Data shown Block Start
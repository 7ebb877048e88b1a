use std::io;

use clap::{Args, CommandFactory};
use eyre::Result;

use super::Cli;

#[derive(Args)]
pub struct CompletionsCommand {
    /// Shell to generate completions for
    shell: clap_complete::Shell,
}

impl CompletionsCommand {
    pub fn run(&self) -> Result<()> {
        let mut cmd = Cli::command();
        clap_complete::generate(self.shell, &mut cmd, "table2struct", &mut io::stdout());
        Ok(())
    }
}
use std::path::{Path, PathBuf};

use crate::{Error, MappingSpec, Result, error::SourceContext};

/// A line-oriented mapping file.
///
/// One spec per line. Blank lines and lines starting with `#` are skipped.
#[derive(Debug, Clone)]
pub struct MappingFile {
    path: PathBuf,
    specs: Vec<MappingSpec>,
}

impl MappingFile {
    /// Read and parse a mapping file.
    pub fn open(path: impl AsRef<Path>) -> Result<Self> {
        let path = path.as_ref().to_path_buf();
        let content = std::fs::read_to_string(&path).map_err(|e| {
            Box::new(Error::Io {
                path: path.clone(),
                source: e,
            })
        })?;
        let specs = parse_specs(&content, &path.display().to_string())?;

        Ok(Self { path, specs })
    }

    pub fn path(&self) -> &Path {
        &self.path
    }

    pub fn specs(&self) -> &[MappingSpec] {
        &self.specs
    }
}

/// Parse mapping specs from file content, reporting errors against `filename`.
pub fn parse_specs(content: &str, filename: &str) -> Result<Vec<MappingSpec>> {
    let ctx = SourceContext::new(content, filename);
    let mut specs = Vec::new();
    let mut offset = 0;

    for line in content.split_inclusive('\n') {
        let start = offset + (line.len() - line.trim_start().len());
        offset += line.len();

        let text = line.trim();
        if text.is_empty() || text.starts_with('#') {
            continue;
        }
        specs.push(MappingSpec::parse_in(&ctx, text, start)?);
    }

    Ok(specs)
}

#[cfg(test)]
mod tests {
    use miette::SourceSpan;
    use tempfile::TempDir;

    use super::*;

    #[test]
    fn test_parse_skips_blank_and_comment_lines() {
        let content = "# overrides\n\nuid:UserID\n  orders.qty:Quantity,type:int32  \n\n";
        let specs = parse_specs(content, "mapping.txt").unwrap();

        assert_eq!(specs.len(), 2);
        assert_eq!(specs[0].name, "uid");
        assert_eq!(specs[1].scope, "orders");
        assert_eq!(specs[1].entry.target_type.as_deref(), Some("int32"));
    }

    #[test]
    fn test_error_points_at_offending_line() {
        let content = "uid:UserID\n  broken\n";
        let err = parse_specs(content, "mapping.txt").unwrap_err();

        match *err {
            Error::Format { span, spec, .. } => {
                assert_eq!(spec, "broken");
                assert_eq!(span, SourceSpan::from((13, 6)));
            }
            other => panic!("expected format error, got {other:?}"),
        }
    }

    #[test]
    fn test_open_reads_file() {
        let temp = TempDir::new().unwrap();
        let path = temp.path().join("mapping.txt");
        std::fs::write(&path, "id:ID\r\nname:Title\r\n").unwrap();

        let file = MappingFile::open(&path).unwrap();
        assert_eq!(file.path(), path);
        assert_eq!(file.specs().len(), 2);
        assert_eq!(file.specs()[1].entry.identifier.as_deref(), Some("Title"));
    }

    #[test]
    fn test_open_missing_file() {
        let err = MappingFile::open("/nonexistent/mapping.txt").unwrap_err();
        assert!(matches!(*err, Error::Io { .. }));
    }
}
Data shown Block End
**Work task**: Give back each record above exactly as written.

**Answer space**:
repository 7ebb877048e88b1a
use std::io;

use clap::{Args, CommandFactory};
use eyre::Result;

use super::Cli;

#[derive(Args)]
pub struct CompletionsCommand {
    /// Shell to generate completions for
    shell: clap_complete::Shell,
}

impl CompletionsCommand {
    pub fn run(&self) -> Result<()> {
        let mut cmd = Cli::command();
        clap_complete::generate(self.shell, &mut cmd, "table2struct", &mut io::stdout());
        Ok(())
    }
}
use std::path::{Path, PathBuf};

use crate::{Error, MappingSpec, Result, error::SourceContext};

/// A line-oriented mapping file.
///
/// One spec per line. Blank lines and lines starting with `#` are skipped.
#[derive(Debug, Clone)]
pub struct MappingFile {
    path: PathBuf,
    specs: Vec<MappingSpec>,
}

impl MappingFile {
    /// Read and parse a mapping file.
    pub fn open(path: impl AsRef<Path>) -> Result<Self> {
        let path = path.as_ref().to_path_buf();
        let content = std::fs::read_to_string(&path).map_err(|e| {
            Box::new(Error::Io {
                path: path.clone(),
                source: e,
            })
        })?;
        let specs = parse_specs(&content, &path.display().to_string())?;

        Ok(Self { path, specs })
    }

    pub fn path(&self) -> &Path {
        &self.path
    }

    pub fn specs(&self) -> &[MappingSpec] {
        &self.specs
    }
}

/// Parse mapping specs from file content, reporting errors against `filename`.
pub fn parse_specs(content: &str, filename: &str) -> Result<Vec<MappingSpec>> {
    let ctx = SourceContext::new(content, filename);
    let mut specs = Vec::new();
    let mut offset = 0;

    for line in content.split_inclusive('\n') {
        let start = offset + (line.len() - line.trim_start().len());
        offset += line.len();

        let text = line.trim();
        if text.is_empty() || text.starts_with('#') {
            continue;
        }
        specs.push(MappingSpec::parse_in(&ctx, text, start)?);
    }

    Ok(specs)
}

#[cfg(test)]
mod tests {
    use miette::SourceSpan;
    use tempfile::TempDir;

    use super::*;

    #[test]
    fn test_parse_skips_blank_and_comment_lines() {
        let content = "# overrides\n\nuid:UserID\n  orders.qty:Quantity,type:int32  \n\n";
        let specs = parse_specs(content, "mapping.txt").unwrap();

        assert_eq!(specs.len(), 2);
        assert_eq!(specs[0].name, "uid");
        assert_eq!(specs[1].scope, "orders");
        assert_eq!(specs[1].entry.target_type.as_deref(), Some("int32"));
    }

    #[test]
    fn test_error_points_at_offending_line() {
        let content = "uid:UserID\n  broken\n";
        let err = parse_specs(content, "mapping.txt").unwrap_err();

        match *err {
            Error::Format { span, spec, .. } => {
                assert_eq!(spec, "broken");
                assert_eq!(span, SourceSpan::from((13, 6)));
            }
            other => panic!("expected format error, got {other:?}"),
        }
    }

    #[test]
    fn test_open_reads_file() {
        let temp = TempDir::new().unwrap();
        let path = temp.path().join("mapping.txt");
        std::fs::write(&path, "id:ID\r\nname:Title\r\n").unwrap();

        let file = MappingFile::open(&path).unwrap();
        assert_eq!(file.path(), path);
        assert_eq!(file.specs().len(), 2);
        assert_eq!(file.specs()[1].entry.identifier.as_deref(), Some("Title"));
    }

    #[test]
    fn test_open_missing_file() {
        let err = MappingFile::open("/nonexistent/mapping.txt").unwrap_err();
        assert!(matches!(*err, Error::Io { .. }));
    }
}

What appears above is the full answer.